UNLABELLED From a series of 1,833 patients with craniosynostosis, 278 cases with metopic synostosis were analysed. The prevalence of metopic synostosis was estimated in the region of 1 in 15,000 children. PATIENTS AND METHODS: All patients with metopic suture fusion were selected, excluding cases where additional sutures were involved. The age at diagnosis was between 15 days and 15 years. The diagnosis was based on clinical and radiological evaluation. The search for associated malformations was based on clinical evaluation, CT or MRI scans, bone X-rays and ultrasounds. If possible, a study of the karyotype was performed in case of associated malformation. Family information was obtained through contact with the families, generally in person or sometimes by telephone. The series was divided into three groups isolated trigonocephaly (group 1), trigonocephaly associated with other malformations without any known syndrome (group 2) and well delineated syndromes (group 3). RESULTS: There were 213 males and 65 females, a sex ratio of 3.3. Family information was obtained from 222 probands distributed among 216 families. There was no maternal or paternal age effect. The frequency of twinning was 7.9%, with three concordances for metopic synostosis in three monozygotic twin pairs. A positive family history was obtained in 13 of the 216 pedigrees, giving a 6% figure of familial cases. A vertical transmission was observed in only one case; in all other cases, there were two affected children with normal parents.
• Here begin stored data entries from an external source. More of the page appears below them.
//! Request-scoped context handed to the connector.
//!
//! Identities arrive already resolved; the connector and its drivers only
//! read them. Routing, translation, authorization and persistence are
//! external collaborators reached through the traits defined here.

use std::collections::BTreeMap;
use std::fmt;
use std::path::{Path, PathBuf};
use std::sync::Arc;

use serde::{Deserialize, Serialize};

use crate::error::{ConnectorError, DriverError, Result};

/// Temporary/archive directory. Required.
pub const PATH_TEMP: &str = "path.temp";
/// Installation root.
pub const PATH_ROOT: &str = "path.root";
/// Directory holding one folder per course.
pub const PATH_COURSES: &str = "path.courses";
/// Directory holding one folder per user.
pub const PATH_USERS: &str = "path.users";

/// The authenticated user.
#[derive(Debug, Clone, PartialEq, Eq, Serialize, Deserialize)]
pub struct User {
    pub id: u64,
    pub username: String,
}

/// The course the request runs in.
#[derive(Debug, Clone, PartialEq, Eq, Serialize, Deserialize)]
pub struct Course {
    pub id: u64,
    pub code: String,
    pub title: String,
    /// On-disk folder name, when already known.
    #[serde(default)]
    pub directory: Option<String>,
}

/// The course session the request runs in.
#[derive(Debug, Clone, PartialEq, Eq, Serialize, Deserialize)]
pub struct Session {
    pub id: u64,
    pub name: String,
}

/// Symbolic path keys mapped to absolute filesystem paths.
#[derive(Debug, Clone, PartialEq, Eq, Default, Serialize, Deserialize)]
#[serde(transparent)]
pub struct PathTable(BTreeMap<String, PathBuf>);

impl PathTable {
    pub fn new() -> Self {
        Self::default()
    }

    /// Builder-style insert.
    pub fn with(mut self, key: impl Into<String>, path: impl Into<PathBuf>) -> Self {
        self.insert(key, path);
        self
    }

    pub fn insert(&mut self, key: impl Into<String>, path: impl Into<PathBuf>) {
        self.0.insert(key.into(), path.into());
    }

    pub fn get(&self, key: &str) -> Option<&Path> {
        self.0.get(key).map(PathBuf::as_path)
    }

    /// Look up a key a driver cannot work without.
    pub fn require(&self, key: &str) -> std::result::Result<&Path, DriverError> {
        self.get(key)
            .ok_or_else(|| DriverError::MissingPath(key.to_string()))
    }

    pub fn len(&self) -> usize {
        self.0.len()
    }

    pub fn is_empty(&self) -> bool {
        self.0.is_empty()
    }
}

impl From<BTreeMap<String, PathBuf>> for PathTable {
    fn from(map: BTreeMap<String, PathBuf>) -> Self {
        Self(map)
    }
}

/// Builds URLs for named routes.
pub trait UrlGenerator: Send + Sync {
    fn generate(&self, route: &str, params: &[(&str, String)]) -> String;
}

/// Translates interface strings.
pub trait Translator: Send + Sync {
    fn trans(&self, key: &str) -> String;
}

/// The caller's authorization state.
pub trait SecurityContext: Send + Sync {
    fn is_granted(&self, attribute: &str) -> bool;
}

/// Entity lookups drivers may need. The connector itself never calls it.
pub trait EntityLookup: Send + Sync {
    /// The on-disk folder of a course.
    fn course_directory(&self, course_id: u64) -> Option<String>;
}

/// URL generator that joins the route and its parameters onto a base URL.
#[derive(Debug, Clone)]
pub struct StaticUrlGenerator {
    base_url: String,
}

impl StaticUrlGenerator {
    pub fn new(base_url: impl Into<String>) -> Self {
        Self {
            base_url: base_url.into().trim_end_matches('/').to_string(),
        }
    }
}

impl UrlGenerator for StaticUrlGenerator {
    fn generate(&self, route: &str, params: &[(&str, String)]) -> String {
        let mut url = format!("{}/{}", self.base_url, route);
        for (i, (key, value)) in params.iter().enumerate() {
            url.push(if i == 0 { '?' } else { '&' });
            url.push_str(key);
            url.push('=');
            url.push_str(value);
        }
        url
    }
}

/// Translator that returns keys unchanged.
#[derive(Debug, Clone, Copy, Default)]
pub struct IdentityTranslator;

impl Translator for IdentityTranslator {
    fn trans(&self, key: &str) -> String {
        key.to_string()
    }
}

/// Security context backed by a fixed set of granted roles.
#[derive(Debug, Clone, Default)]
pub struct RoleSet(Vec<String>);

impl RoleSet {
    pub fn new<I, S>(roles: I) -> Self
    where
        I: IntoIterator<Item = S>,
        S: Into<String>,
    {
        Self(roles.into_iter().map(Into::into).collect())
    }
}

impl SecurityContext for RoleSet {
    fn is_granted(&self, attribute: &str) -> bool {
        self.0.iter().any(|role| role == attribute)
    }
}

/// Entity lookup that knows nothing.
#[derive(Debug, Clone, Copy, Default)]
pub struct NoEntities;

impl EntityLookup for NoEntities {
    fn course_directory(&self, _course_id: u64) -> Option<String> {
        None
    }
}

/// Everything a request supplies to the connector.
pub struct RequestContext {
    pub paths: PathTable,
    pub user: Option<User>,
    pub course: Option<Course>,
    pub session: Option<Session>,
    pub url_generator: Arc<dyn UrlGenerator>,
    pub translator: Arc<dyn Translator>,
    pub security: Arc<dyn SecurityContext>,
    pub entities: Arc<dyn EntityLookup>,
}

impl RequestContext {
    /// Start building a context around a path table.
    pub fn builder(paths: PathTable) -> RequestContextBuilder {
        RequestContextBuilder {
            paths,
            ..RequestContextBuilder::default()
        }
    }

    /// Check what every connector needs regardless of driver.
    pub(crate) fn validate(&self) -> Result<()> {
        if self.paths.get(PATH_TEMP).is_none() {
            return Err(ConnectorError::MissingContext(format!(
                "path table entry {PATH_TEMP}"
            )));
        }
        Ok(())
    }
}

impl fmt::Debug for RequestContext {
    fn fmt(&self, f: &mut fmt::Formatter<'_>) -> fmt::Result {
        f.debug_struct("RequestContext")
            .field("paths", &self.paths)
            .field("user", &self.user)
            .field("course", &self.course)
            .field("session", &self.session)
            .finish_non_exhaustive()
    }
}

/// Builder for [`RequestContext`].
#[derive(Default)]
pub struct RequestContextBuilder {
    paths: PathTable,
    user: Option<User>,
    course: Option<Course>,
    session: Option<Session>,
    url_generator: Option<Arc<dyn UrlGenerator>>,
    translator: Option<Arc<dyn Translator>>,
    security: Option<Arc<dyn SecurityContext>>,
    entities: Option<Arc<dyn EntityLookup>>,
}

impl RequestContextBuilder {
    pub fn user(mut self, user: Option<User>) -> Self {
        self.user = user;
        self
    }

    pub fn course(mut self, course: Option<Course>) -> Self {
        self.course = course;
        self
    }

    pub fn session(mut self, session: Option<Session>) -> Self {
        self.session = session;
        self
    }

    pub fn url_generator(mut self, url_generator: Arc<dyn UrlGenerator>) -> Self {
        self.url_generator = Some(url_generator);
        self
    }

    pub fn translator(mut self, translator: Arc<dyn Translator>) -> Self {
        self.translator = Some(translator);
        self
    }

    pub fn security(mut self, security: Arc<dyn SecurityContext>) -> Self {
        self.security = Some(security);
        self
    }

    pub fn entities(mut self, entities: Arc<dyn EntityLookup>) -> Self {
        self.entities = Some(entities);
        self
    }

    /// Finish the context. Every collaborator must have been supplied.
    pub fn build(self) -> Result<RequestContext> {
        fn required<T: ?Sized>(value: Option<Arc<T>>, what: &str) -> Result<Arc<T>> {
            value.ok_or_else(|| ConnectorError::MissingContext(what.to_string()))
        }

        Ok(RequestContext {
            paths: self.paths,
            user: self.user,
            course: self.course,
            session: self.session,
            url_generator: required(self.url_generator, "url generator")?,
            translator: required(self.translator, "translator")?,
            security: required(self.security, "security context")?,
            entities: required(self.entities, "entity lookup")?,
        })
    }
}
//! Access-control predicate consulted by the runtime before attribute rules.
//!
//! Entries whose name starts with a dot are unreadable, unwritable, hidden
//! and locked. Everything else is left to the runtime.

use roots::Attribute;

/// Decide `attribute` for `path`, or `None` to let the runtime decide.
pub fn dotfile_access(attribute: Attribute, path: &str) -> Option<bool> {
    basename(path)
        .starts_with('.')
        .then_some(!attribute.is_access())
}

/// Final segment of a `/`-separated path, ignoring trailing separators.
fn basename(path: &str) -> &str {
    path.trim_end_matches('/')
        .rsplit('/')
        .next()
        .unwrap_or_default()
}
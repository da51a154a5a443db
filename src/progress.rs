use crate::collector::AppFailure;

/// Observer for a collection run. Front-ends implement this to surface status;
/// every method defaults to a no-op.
pub trait CollectProgress {
    /// Called once with the number of apps in the run
    fn begin(&mut self, _total: usize) {}

    /// Called before an app is resolved
    fn app_started(&mut self, _label: &str) {}

    /// Called after each app, successful or not
    fn app_done(&mut self, _completed: usize, _total: usize) {}

    /// Called when an app is skipped because it failed
    fn warning(&mut self, _failure: &AppFailure) {}

    fn finish(&mut self) {}
}

/// A no-op progress sink
pub struct NullProgress;

impl CollectProgress for NullProgress {}

/// Fraction of apps completed, in `0.0..=1.0`
pub fn progress_fraction(completed: usize, total: usize) -> f32 {
    if total == 0 {
        return 1.0;
    }
    (completed.min(total) as f32) / (total as f32)
}
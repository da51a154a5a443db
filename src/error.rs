use thiserror::Error;

/// Result type alias for pipeline operations
pub type Result<T> = std::result::Result<T, Error>;

/// Errors surfaced by the review pipeline
#[derive(Debug, Error)]
pub enum Error {
    /// A free-text search returned no store results
    #[error("no store results for query '{query}'")]
    NotFound { query: String },

    /// The store search itself failed
    #[error("search for '{query}' failed: {source}")]
    Search {
        query: String,
        #[source]
        source: StoreError,
    },

    /// Retrieving reviews for a package failed
    #[error("failed to fetch reviews for {package_id}: {source}")]
    Fetch {
        package_id: String,
        #[source]
        source: StoreError,
    },

    /// Malformed input reference or input table
    #[error("invalid input: {0}")]
    Validation(String),

    #[error("CSV error: {0}")]
    Csv(#[from] csv::Error),

    #[error("I/O error: {0}")]
    Io(#[from] std::io::Error),
}

/// Transport and parse failures talking to the store
#[derive(Debug, Error)]
pub enum StoreError {
    #[error("HTTP error: {0}")]
    Http(#[from] reqwest::Error),

    #[error("store returned {status}: {body}")]
    Status { status: u16, body: String },

    #[error("invalid JSON from store: {0}")]
    Json(#[from] serde_json::Error),

    #[error("malformed store response: {0}")]
    Malformed(String),
}

#[cfg(test)]
mod tests {
    use super::*;

    #[test]
    fn test_fetch_error_names_package() {
        let err = Error::Fetch {
            package_id: "com.example.app".to_string(),
            source: StoreError::Status {
                status: 503,
                body: "unavailable".to_string(),
            },
        };

        let msg = err.to_string();
        assert!(msg.contains("com.example.app"));
        assert!(msg.contains("503"));
    }

    #[test]
    fn test_not_found_names_query() {
        let err = Error::NotFound {
            query: "nothing matches".to_string(),
        };
        assert_eq!(err.to_string(), "no store results for query 'nothing matches'");
    }
}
Eleven familial cases were isolated trigonocephalies, and two were syndromic. Nine of the 53 available karyotypes were abnormal, involving the chromosomes 7, 9, 11 or 13. There were 208 observations in the group 1. In 53 cases (group 2), associated malformations involved mainly the heart (12 cases), the limbs (six cases), the brain (five cases) and the genito-urinary tract (four cases). These malformations were unique in 32 cases and multiple in 21 cases. Some of the observations could represent new syndromes. Seventeen syndromes represented group 3. Nine were chromosomal syndromes. Eleven presented with multiple malformations. An in utero exposure to valproic acid was observed in two cases of the group 1, five cases of the group 2 and one case of the group 3.